2nd Division of General Surgery, Department of Medical and Surgical Sciences, Brescia Civic Hospital, P. le Spedali Civili 1, 25124 Brescia, Italy.
World J Surg. 2013 May;37(5):1072-81. doi: 10.1007/s00268-013-1942-8.
The purpose of the present study was to assess the impact of body mass index (BMI) on perioperative and pathologic outcomes after total gastrectomy with "over-D1" dissection for gastric cancer.
Data on 161 patients undergoing total gastrectomy between 2005 and 2011 were reviewed. Patients were grouped into three categories by BMI: BMI < 25 kg/m(2) (63 normal-weight patients; 39.1 %), BMI ≥ 25-<30 kg/m(2) (73 overweight patients; 45.3 %), and BMI ≥ 30 kg/m(2) (25 obese patients; 15.6 %) and matched for the analysis of perioperative and cancer-related outcomes.

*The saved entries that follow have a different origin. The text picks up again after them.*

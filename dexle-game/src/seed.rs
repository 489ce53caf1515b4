//! Target selection: date-seeded LCG for the daily puzzle, uniform draws for free play.
//!
//! The daily path must produce the same index on every machine for a given
//! calendar date, so it only uses wrapping 32-bit integer math.

use chrono::{Datelike, NaiveDate};
use rand::Rng;

use crate::constants::{LCG_INCREMENT, LCG_MODULUS, LCG_MULTIPLIER};
use crate::numbers::scale_to_index;

/// Seed for a calendar date: `year * 10000 + month * 100 + day`.
#[must_use]
pub fn daily_seed(date: NaiveDate) -> u64 {
    let encoded = i64::from(date.year()) * 10_000
        + i64::from(date.month()) * 100
        + i64::from(date.day());
    encoded.unsigned_abs()
}

/// One step of the Numerical Recipes generator, modulo 2^32.
#[must_use]
pub const fn lcg_step(state: u64) -> u64 {
    let z = state % LCG_MODULUS;
    (LCG_MULTIPLIER * z + LCG_INCREMENT) % LCG_MODULUS
}

/// Map a seed to an index in `[0, size)`. Returns 0 for an empty range.
#[must_use]
pub fn select_index(seed: u64, size: usize) -> usize {
    if size == 0 {
        return 0;
    }
    scale_to_index(lcg_step(seed), size)
}

/// Index of the daily target for `date`.
#[must_use]
pub fn daily_index(date: NaiveDate, size: usize) -> usize {
    select_index(daily_seed(date), size)
}

/// Uniform, non-reproducible pick used by free play. Returns 0 for an empty range.
pub fn free_play_index<R: Rng + ?Sized>(rng: &mut R, size: usize) -> usize {
    if size == 0 {
        return 0;
    }
    rng.gen_range(0..size)
}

Operative time was longer for obese patients. Medical (mainly pulmonary) and surgical (mainly bleeding and wound infection) complications occurred more frequently in overweight/obese subjects. However, they were mostly managed conservatively (grade I-II in the Clavien-Dindo classification). The overall postoperative mortality was 0.9 %. Multivariate analysis identified the American Society of Anesthesiologists score and splenectomy, but not obesity, as independent risk factors for postoperative complications. The median number of lymph nodes retrieved differed significantly from group to group: obese 21 (IQR 18-26), versus overweight 24, versus normal weight 28 (p = 0.031). No difference was found in lymph node ratio and cancer-related parameters.
Obese patients with operable gastric cancer can be candidates for standard extensive surgical resection, provided that pre-existing co-morbidities and potential intraoperative and postoperative complications are considered.
本研究旨在评估体重指数(BMI)对胃癌行“超 D1”清扫全胃切除术后围手术期和病理结果的影响。
回顾 2005 年至 2011 年间行全胃切除术的 161 例患者的数据。患者按 BMI 分为三组:BMI<25kg/m2(63 例体重正常患者,39.1%)、BMI≥25-<30kg/m2(73 例超重患者,45.3%)和 BMI≥30kg/m2(25 例肥胖患者,15.6%),并进行了围手术期和癌症相关结局的分析。
肥胖患者的手术时间较长。超重/肥胖患者更常发生医疗(主要是肺部)和手术(主要是出血和伤口感染)并发症。然而,这些并发症大多采用保守治疗(Clavien-Dindo 分级 I-II 级)。总的术后死亡率为 0.9%。多因素分析确定美国麻醉医师协会评分和脾切除术,但不是肥胖,是术后并发症的独立危险因素。各组之间的淋巴结检出数中位数差异显著:肥胖组 21(IQR 18-26),超重组 24,体重正常组 28(p=0.031)。淋巴结比率和癌症相关参数无差异。
患有可手术胃癌的肥胖患者可以成为标准广泛手术切除的候选者,前提是考虑到现有的合并症和潜在的围手术期和术后并发症。